Direct observation of a sulfonyl azide excited state and its decay processes by ultrafast time-resolved IR spectroscopy

The photochemistry of 2-naphthylsulfonyl azide (2-NpSO ₂N ₃) was studied by femtosecond time-resolved infrared (TR-IR) spectroscopy and with quantum chemical calculations. Photolysis of 2-NpSO ₂N ₃ with 330 nm light promotes 2-NpSO ₂N ₃ to its S ₁ state. The S ₁ excited state has a prominent azide vibrational band. This is the first direct observation of the S ₁ state of a sulfonyl azide, and this vibrational feature allows a mechanistic study of its decay processes.

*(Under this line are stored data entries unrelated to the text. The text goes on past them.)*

use reqwest::StatusCode;
use thiserror::Error;

/// Top-level error type for the `postdesk-api` crate.
///
/// Covers every failure mode of both API surfaces: token exchange,
/// transport, and the dashboard/portal REST endpoints.
/// `postdesk-core` maps these into user-facing diagnostics.
#[derive(Debug, Error)]
pub enum Error {
    // ── Authentication ──────────────────────────────────────────────
    /// The API answered 401. When this comes back from `ApiClient` it is
    /// terminal: the single refresh-retry has already been spent (or was
    /// not possible).
    #[error("Unauthorized (HTTP 401): {message}")]
    Unauthorized { message: String },

    /// Token exchange failed (wrong credentials, inactive account, etc.)
    #[error("Authentication failed: {message}")]
    Authentication { message: String },

    /// Authenticated but not allowed.
    #[error("Forbidden (HTTP 403): {message}")]
    Forbidden { message: String },

    // ── Transport ───────────────────────────────────────────────────
    /// HTTP transport error (connection refused, DNS failure, etc.)
    #[error("HTTP transport error: {0}")]
    Transport(#[from] reqwest::Error),

    /// URL parsing error.
    #[error("Invalid URL: {0}")]
    InvalidUrl(#[from] url::ParseError),

    /// TLS handshake or certificate error.
    #[error("TLS error: {0}")]
    Tls(String),

    // ── REST ────────────────────────────────────────────────────────
    /// The requested resource does not exist.
    #[error("Not found: {path}")]
    NotFound { path: String },

    /// Any other non-success status.
    #[error("API error (HTTP {status}): {message}")]
    Api {
        status: u16,
        message: String,
        body: String,
    },

    // ── Data ────────────────────────────────────────────────────────
    /// JSON deserialization failed, with the raw body for debugging.
    #[error("Deserialization error: {message}")]
    Deserialization { message: String, body: String },
}

impl Error {
    /// Returns `true` for an HTTP 401 from a protected endpoint.
    pub fn is_unauthorized(&self) -> bool {
        matches!(self, Self::Unauthorized { .. })
    }

    /// Returns `true` if re-authenticating might resolve this error.
    pub fn is_auth_expired(&self) -> bool {
        matches!(self, Self::Unauthorized { .. } | Self::Authentication { .. })
    }

    /// Returns `true` if this is a transient error worth retrying by hand.
    pub fn is_transient(&self) -> bool {
        match self {
            Self::Transport(e) => e.is_timeout() || e.is_connect(),
            Self::Api { status, .. } => *status >= 500,
            _ => false,
        }
    }

    /// Returns `true` if this is a "not found" error.
    pub fn is_not_found(&self) -> bool {
        match self {
            Self::Transport(e) => e.status() == Some(StatusCode::NOT_FOUND),
            Self::NotFound { .. } => true,
            _ => false,
        }
    }

    /// The HTTP status behind this error, when there was a response.
    pub fn status(&self) -> Option<u16> {
        match self {
            Self::Unauthorized { .. } => Some(401),
            Self::Forbidden { .. } => Some(403),
            Self::NotFound { .. } => Some(404),
            Self::Api { status, .. } => Some(*status),
            Self::Transport(e) => e.status().map(|s| s.as_u16()),
            _ => None,
        }
    }

    /// Classify a non-success response into an error.
    ///
    /// DRF error bodies are `{"detail": "..."}`; when present the detail
    /// becomes the message, otherwise a truncated body preview is used.
    pub(crate) fn from_response(status: StatusCode, path: &str, body: String) -> Self {
        let message = detail_message(&body)
            .unwrap_or_else(|| body.chars().take(200).collect::<String>());
        match status {
            StatusCode::UNAUTHORIZED => Self::Unauthorized { message },
            StatusCode::FORBIDDEN => Self::Forbidden { message },
            StatusCode::NOT_FOUND => Self::NotFound {
                path: path.to_owned(),
            },
            _ => Self::Api {
                status: status.as_u16(),
                message,
                body,
            },
        }
    }
}

fn detail_message(body: &str) -> Option<String> {
    #[derive(serde::Deserialize)]
    struct Detail {
        detail: String,
    }
    serde_json::from_str::<Detail>(body).ok().map(|d| d.detail)
}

The S ₁ state decays to produce the singlet nitrene. Evidence for the formation of the pseudo-Curtius rearrangement product (2-NpNSO ₂) was inconclusive. The singlet sulfonylnitrene ¹(2-NpSO ₂N) is a short-lived species (τ ≈ 700 ± 300 ps in CCl ₄) that decays to the lower-energy and longer-lived triplet nitrene ³(2-NpSO ₂N). Internal conversion of the S ₁ excited state to the ground state S ₀ is an efficient deactivation process. Intersystem crossing of the S ₁ excited state to the azide triplet state contributes only modestly to deactivation of the S ₁ state of 2-NpSO ₂N ₃.